◆ Your objective ◆
Within the records below, reproduce without change the lines from the line that has "self.group_separator = separator.into();" through the line that has "pub fn with_decimal_digits(mut", and only those.

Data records
————

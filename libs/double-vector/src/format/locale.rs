//! Locale conventions for numeric text.

use std::sync::OnceLock;

use config::constants::{DEFAULT_GROUP_SIZE, DEFAULT_NUMBER_DECIMAL_DIGITS};

/// Symbols and digit defaults used when writing numbers as text.
///
/// [`NumberLocale::invariant`] is the culture-neutral convention used when no
/// locale is supplied. Other conventions are derived from it with the
/// `with_*` builders.
///
/// # Examples
/// ```
/// use double_vector::NumberLocale;
///
/// let german = NumberLocale::invariant()
///     .clone()
///     .with_decimal_separator(",")
///     .with_group_separator(".");
/// assert_eq!(german.decimal_separator, ",");
/// ```
#[derive(Debug, Clone, PartialEq, Eq)]
pub struct NumberLocale {
    /// Separator between integral and fractional digits.
    pub decimal_separator: String,
    /// Separator inserted between digit groups by `N` and `P`.
    pub group_separator: String,
    /// Digits per group; `0` disables grouping.
    pub group_size: usize,
    /// Prefix for negative values, including negative zero.
    pub negative_sign: String,
    /// Suffix written by the `P` specifier.
    pub percent_symbol: String,
    /// Text for `NaN`.
    pub nan_symbol: String,
    /// Text for positive infinity.
    pub positive_infinity_symbol: String,
    /// Text for negative infinity.
    pub negative_infinity_symbol: String,
    /// Decimal digits for `F` and `N` without an explicit precision.
    pub number_decimal_digits: usize,
    /// Decimal digits for `P` without an explicit precision.
    pub percent_decimal_digits: usize,
}

static INVARIANT: OnceLock<NumberLocale> = OnceLock::new();

impl NumberLocale {
    /// Culture-neutral conventions: `.` decimal point, `,` groups of three,
    /// `NaN`, `Infinity` and `-Infinity`.
    ///
    /// # Examples
    /// ```
    /// use double_vector::NumberLocale;
    /// assert_eq!(NumberLocale::invariant().decimal_separator, ".");
    /// ```
    pub fn invariant() -> &'static NumberLocale {
        INVARIANT.get_or_init(|| NumberLocale {
            decimal_separator: ".".to_string(),
            group_separator: ",".to_string(),
            group_size: DEFAULT_GROUP_SIZE,
            negative_sign: "-".to_string(),
            percent_symbol: "%".to_string(),
            nan_symbol: "NaN".to_string(),
            positive_infinity_symbol: "Infinity".to_string(),
            negative_infinity_symbol: "-Infinity".to_string(),
            number_decimal_digits: DEFAULT_NUMBER_DECIMAL_DIGITS,
            percent_decimal_digits: DEFAULT_NUMBER_DECIMAL_DIGITS,
        })
    }

    /// Replaces the decimal separator.
    pub fn with_decimal_separator(mut self, separator: impl Into<String>) -> Self {
        self.decimal_separator = separator.into();
        self
    }

    /// Replaces the group separator.
    pub fn with_group_separator(mut self, separator: impl Into<String>) -> Self {
        self.group_separator = separator.into();
        self
    }

    /// Replaces the group size.
    pub fn with_group_size(mut self, size: usize) -> Self {
        self.group_size = size;
        self
    }

    /// Replaces the negative sign.
    pub fn with_negative_sign(mut self, sign: impl Into<String>) -> Self {
        self.negative_sign = sign.into();
        self
    }

    /// Replaces the `NaN` and infinity symbols.
    pub fn with_special_symbols(
        mut self,
        nan: impl Into<String>,
        positive_infinity: impl Into<String>,
        negative_infinity: impl Into<String>,
    ) -> Self {
        self.nan_symbol = nan.into();
        self.positive_infinity_symbol = positive_infinity.into();
        self.negative_infinity_symbol = negative_infinity.into();
        self
    }

    /// Replaces the default decimal digits for `F`, `N` and `P`.
    pub fn with_decimal_digits(mut self, digits: usize) -> Self {
        self.number_decimal_digits = digits;
        self.percent_decimal_digits = digits;
        self
    }
}

impl Default for NumberLocale {
    fn default() -> Self {
        Self::invariant().clone()
    }
}
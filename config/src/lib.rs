//! # Config Crate
//!
//! Centralized constants for the double-precision vector workspace. Every
//! tolerance and formatting default the vector types rely on is defined
//! here once so the library crates stay free of scattered literals.
//!
//! ## Usage
//!
//! ```rust
//! use config::constants::{K_EPSILON, DEFAULT_FORMAT_SPECIFIER};
//!
//! // Squared-distance threshold used by vector equality
//! let threshold = K_EPSILON * K_EPSILON;
//! assert!(threshold < 1e-27);
//!
//! assert_eq!(DEFAULT_FORMAT_SPECIFIER, "F2");
//! ```
//!
//! ## Categories
//!
//! - **Precision**: equality and normalization tolerances
//! - **Formatting**: default specifier, digit counts and layout thresholds

pub mod constants;

#[cfg(test)]
mod tests;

————

◆ Exercise solution ◆
        self.group_separator = separator.into();
        self
    }

    /// Replaces the group size.
    pub fn with_group_size(mut self, size: usize) -> Self {
        self.group_size = size;
        self
    }

    /// Replaces the negative sign.
    pub fn with_negative_sign(mut self, sign: impl Into<String>) -> Self {
        self.negative_sign = sign.into();
        self
    }

    /// Replaces the `NaN` and infinity symbols.
    pub fn with_special_symbols(
        mut self,
        nan: impl Into<String>,
        positive_infinity: impl Into<String>,
        negative_infinity: impl Into<String>,
    ) -> Self {
        self.nan_symbol = nan.into();
        self.positive_infinity_symbol = positive_infinity.into();
        self.negative_infinity_symbol = negative_infinity.into();
        self
    }

    /// Replaces the default decimal digits for `F`, `N` and `P`.
    pub fn with_decimal_digits(mut self, digits: usize) -> Self {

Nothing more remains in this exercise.